廃炉の世紀 第3部 課題を聞く <2> 日本原子力研究開発機構・林道寛氏

廃棄物の行き場 鍵に 海外のノウハウ 活用を

 世界初の原子力発電所の稼働から約60年。運転を終えた原発は世界で150基余りに上る。国際原子力機関(IAEA)の廃炉に関する作業グループのメンバーを務め、欧米の廃炉事情に詳しい日本原子力研究開発機構の林道寛氏は「解体廃棄物の処分場や中間的な貯蔵施設があるかどうかが、廃炉の鍵を握る」と指摘する。

 ―世界の廃炉の現状は。
 特に欧米でここ10年間に老朽原発の廃炉が急速に増え廃炉がビジネスになりつつある。日本は技術があっても経験が少ない。廃炉の加速に伴い、海外企業との連携で優れた技術を取り入れる形が増えるのではないか。非常に高い放射線量下で進む福島第1原発の廃炉は相当進んだ技術が求められる。人が近づけない場所での遠隔操作とセンシングの技術の進化は、通常炉の廃炉にも生きる。

 ―日本がモデルにできる取り組みはありますか。
 例えば、英国は旧型原発を「負の遺産」と認め、独立した英国原子力廃止措置機関(NDA)が一手に廃炉や放射性廃棄物の処分を進めている。日本も合理的に廃炉を進めるにはエンジニアリングに強い専門的な機関が必要かもしれない。また、大規模な廃炉が進むドイツのグライフスバルト原発は原子力潜水艦の解体を受注したり、敷地内に企業を誘致したりして雇用の確保に貢献している。

 ―日本の廃炉の課題は。
 欧米を見ると、着実な廃炉には、放射性廃棄物の処分場をきちんと確保できるか、それまでに原発内に中間貯蔵施設を整備できるかが鍵を握ることが分かる。大量に出る廃棄物の行き場がないために作業が滞れば、電力会社の資金がショートする可能性もある。

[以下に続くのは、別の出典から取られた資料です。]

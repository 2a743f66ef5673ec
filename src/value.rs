// Copyright 2023 Christian Jaeger <ch@christianjaeger.ch>. See the
// COPYRIGHT file at the top-level directory of this distribution.
//
// Licensed under the Apache License, Version 2.0 <LICENSE-APACHE or
// http://www.apache.org/licenses/LICENSE-2.0> or the MIT license
// <LICENSE-MIT or http://opensource.org/licenses/MIT>, at your
// option. This file may not be copied, modified, or distributed
// except according to those terms.

//! Runtime data types representing an edn value.

//! [Value](Value) is an immutable tree; all equality is structural.
//! Sets and maps keep insertion order but compare (and hash)
//! independently of it. Doubles compare by bit pattern, so that
//! `Value` can be `Eq` and live in sets and map keys.

use crate::symbol::{Keyword, Symbol, Tag};
use bigdecimal::BigDecimal;
use chrono::{DateTime, FixedOffset};
use indexmap::{IndexMap, IndexSet};
use kstring::KString;
use num::BigInt;
use std::any::Any;
use std::collections::hash_map::DefaultHasher;
use std::fmt::{Debug, Display, Formatter};
use std::hash::{Hash, Hasher};
use std::sync::Arc;
use uuid::Uuid;

/// Name of a node type in the printer's type graph.
#[derive(Debug, Clone, PartialEq, Eq, Hash, PartialOrd, Ord)]
pub struct TypeName(KString);

impl TypeName {
    pub fn new(s: &str) -> TypeName {
        TypeName(KString::from_ref(s))
    }
    pub fn from_static(s: &'static str) -> TypeName {
        TypeName(KString::from_static(s))
    }
    pub fn as_str(&self) -> &str {
        self.0.as_str()
    }
}

impl Display for TypeName {
    fn fmt(&self, f: &mut Formatter<'_>) -> Result<(), std::fmt::Error> {
        f.write_str(&self.0)
    }
}

/// Names of the builtin node types and the interfaces they declare
/// (see `print::builtin_type_graph`).
pub mod types {
    pub const OBJECT: &str = "Object";
    pub const BOOLEAN: &str = "Boolean";
    pub const CHARACTER: &str = "Character";
    pub const CHAR_SEQUENCE: &str = "CharSequence";
    pub const STRING: &str = "String";
    pub const NAMED: &str = "Named";
    pub const SYMBOL: &str = "Symbol";
    pub const KEYWORD: &str = "Keyword";
    pub const NUMBER: &str = "Number";
    pub const LONG: &str = "Long";
    pub const BIG_INTEGER: &str = "BigInteger";
    pub const DOUBLE: &str = "Double";
    pub const BIG_DECIMAL: &str = "BigDecimal";
    pub const COLLECTION: &str = "Collection";
    pub const SEQUENTIAL: &str = "Sequential";
    pub const RANDOM_ACCESS: &str = "RandomAccess";
    pub const LIST: &str = "List";
    pub const VECTOR: &str = "Vector";
    pub const SET: &str = "Set";
    pub const MAP: &str = "Map";
    pub const TAGGED_VALUE: &str = "TaggedValue";
    pub const UUID: &str = "Uuid";
    pub const INSTANT: &str = "Instant";
}

/// A user type produced by a tag transform. It takes part in printer
/// dispatch through `type_name`, which has to be declared in the
/// printer's type graph (or it is treated as a direct child of the
/// root type).
pub trait CustomValue: Debug + Send + Sync + 'static {
    fn type_name(&self) -> TypeName;
    fn as_any(&self) -> &dyn Any;
    /// Structural equality with another custom value (which may be of
    /// a different type).
    fn eq_custom(&self, other: &dyn CustomValue) -> bool;
    fn hash_custom(&self, state: &mut dyn Hasher);
}

/// A value with a tag for which no transform was registered.
#[derive(Debug, Clone, PartialEq, Eq, Hash)]
pub struct TaggedValue {
    pub tag: Tag,
    pub value: Value,
}

#[derive(Debug, Clone)]
pub enum Value {
    Nil,
    Bool(bool),
    Char(char),
    String(KString),
    Integer(i64),
    BigInteger(BigInt),
    Double(f64),
    Decimal(BigDecimal),
    Symbol(Symbol),
    Keyword(Keyword),
    List(Vec<Value>),
    Vector(Vec<Value>),
    Set(IndexSet<Value>),
    Map(IndexMap<Value, Value>),
    Tagged(Box<TaggedValue>),
    Uuid(Uuid),
    Inst(DateTime<FixedOffset>),
    Custom(Arc<dyn CustomValue>),
}

impl Value {
    pub fn string(s: &str) -> Value {
        Value::String(KString::from_ref(s))
    }

    pub fn symbol(s: &str) -> Value {
        Value::Symbol(Symbol::simple(s))
    }

    pub fn keyword(s: &str) -> Value {
        Value::Keyword(Keyword::new("", s))
    }

    pub fn tagged(tag: Tag, value: Value) -> Value {
        Value::Tagged(Box::new(TaggedValue { tag, value }))
    }

    /// The dispatch type of this node, `None` for nil.
    pub fn type_name(&self) -> Option<TypeName> {
        let name = match self {
            Value::Nil => return None,
            Value::Custom(c) => return Some(c.type_name()),
            Value::Bool(_) => types::BOOLEAN,
            Value::Char(_) => types::CHARACTER,
            Value::String(_) => types::STRING,
            Value::Integer(_) => types::LONG,
            Value::BigInteger(_) => types::BIG_INTEGER,
            Value::Double(_) => types::DOUBLE,
            Value::Decimal(_) => types::BIG_DECIMAL,
            Value::Symbol(_) => types::SYMBOL,
            Value::Keyword(_) => types::KEYWORD,
            Value::List(_) => types::LIST,
            Value::Vector(_) => types::VECTOR,
            Value::Set(_) => types::SET,
            Value::Map(_) => types::MAP,
            Value::Tagged(_) => types::TAGGED_VALUE,
            Value::Uuid(_) => types::UUID,
            Value::Inst(_) => types::INSTANT,
        };
        Some(TypeName::from_static(name))
    }

    pub fn is_nil(&self) -> bool {
        matches!(self, Value::Nil)
    }

    /// Only vectors support indexed access; lists are sequential only.
    pub fn is_random_access(&self) -> bool {
        matches!(self, Value::Vector(_))
    }

    /// Element `i` of a vector. `None` for lists, even though they
    /// are stored the same way.
    pub fn nth(&self, i: usize) -> Option<&Value> {
        match self {
            Value::Vector(v) => v.get(i),
            _ => None
        }
    }

    /// Elements of a list or vector, in order.
    pub fn as_sequence(&self) -> Option<&[Value]> {
        match self {
            Value::List(v) | Value::Vector(v) => Some(v),
            _ => None
        }
    }

    pub fn as_custom<T: CustomValue>(&self) -> Option<&T> {
        match self {
            Value::Custom(c) => c.as_any().downcast_ref::<T>(),
            _ => None
        }
    }
}

impl PartialEq for Value {
    fn eq(&self, other: &Value) -> bool {
        match (self, other) {
            (Value::Nil, Value::Nil) => true,
            (Value::Bool(a), Value::Bool(b)) => a == b,
            (Value::Char(a), Value::Char(b)) => a == b,
            (Value::String(a), Value::String(b)) => a == b,
            (Value::Integer(a), Value::Integer(b)) => a == b,
            (Value::BigInteger(a), Value::BigInteger(b)) => a == b,
            (Value::Double(a), Value::Double(b)) => a.to_bits() == b.to_bits(),
            (Value::Decimal(a), Value::Decimal(b)) => a == b,
            (Value::Symbol(a), Value::Symbol(b)) => a == b,
            (Value::Keyword(a), Value::Keyword(b)) => a == b,
            (Value::List(a), Value::List(b)) => a == b,
            (Value::Vector(a), Value::Vector(b)) => a == b,
            (Value::Set(a), Value::Set(b)) => a == b,
            (Value::Map(a), Value::Map(b)) => a == b,
            (Value::Tagged(a), Value::Tagged(b)) => a == b,
            (Value::Uuid(a), Value::Uuid(b)) => a == b,
            (Value::Inst(a), Value::Inst(b)) => a == b,
            (Value::Custom(a), Value::Custom(b)) => a.eq_custom(b.as_ref()),
            _ => false
        }
    }
}

impl Eq for Value {}

fn standalone_hash<T: Hash + ?Sized>(v: &T) -> u64 {
    let mut h = DefaultHasher::new();
    v.hash(&mut h);
    h.finish()
}

impl Hash for Value {
    fn hash<H: Hasher>(&self, state: &mut H) {
        std::mem::discriminant(self).hash(state);
        match self {
            Value::Nil => {}
            Value::Bool(b) => b.hash(state),
            Value::Char(c) => c.hash(state),
            Value::String(s) => s.hash(state),
            Value::Integer(i) => i.hash(state),
            Value::BigInteger(n) => n.hash(state),
            Value::Double(d) => d.to_bits().hash(state),
            Value::Decimal(d) => d.hash(state),
            Value::Symbol(s) => s.hash(state),
            Value::Keyword(k) => k.hash(state),
            Value::List(v) | Value::Vector(v) => v.hash(state),
            // Order independent, matching IndexSet/IndexMap equality.
            Value::Set(s) => {
                s.iter().map(|v| standalone_hash(v))
                    .fold(0u64, u64::wrapping_add)
                    .hash(state)
            }
            Value::Map(m) => {
                m.iter().map(|kv| standalone_hash(&kv))
                    .fold(0u64, u64::wrapping_add)
                    .hash(state)
            }
            Value::Tagged(t) => t.hash(state),
            Value::Uuid(u) => u.hash(state),
            Value::Inst(i) => i.hash(state),
            Value::Custom(c) => c.hash_custom(state),
        }
    }
}

/// Formats as edn via the default printer; values the default printer
/// has no handler for are shown in their Debug form instead.
impl Display for Value {
    fn fmt(&self, f: &mut Formatter<'_>) -> Result<(), std::fmt::Error> {
        match self.to_edn() {
            Ok(s) => f.write_str(&s),
            Err(_) => write!(f, "{:?}", self),
        }
    }
}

 日本は廃炉廃棄物の処分場が決まっておらず、敷地内での中間貯蔵が地元の理解を得られるかどうかも不透明だ。福島の事故後、全国で放射性廃棄物に対する抵抗感が高まっており、社会的な意味のハードルが非常に高い状況にある。

 ―なぜ廃棄物の対応が遅れたのですか。
 解体廃棄物の処分について国の大きな方向性は決まっていたが、具体的な議論が乏しかった。多くの電力会社が原発の60年運転を想定していたが、福島第1原発の事故を受けて「原則40年」に制限され、急に対応に迫られた事情もある。

 ―立地地域はどう対応すべきですか。
 廃炉で税収や交付金が消えれば、影響は大きい。例えば、地元企業が廃炉作業に参画しやすい環境整備を急ぐべきだ。炉心の作業は難しくても、周辺設備の解体は可能性が十分ある。経験を積めば他地域の廃炉も商機になり得る。電力会社任せでなく、自治体側も積極的に関与すべきだろう。

りんどう・ひろし
 茨城大大学院工学研究科修了。1978年旧動力炉・核燃料開発事業団入社。日本原子力研究開発機構バックエンド推進部門部門長などを経て、昨年4月からバックエンド研究開発部門の嘱託社員。千葉県鴨川市出身。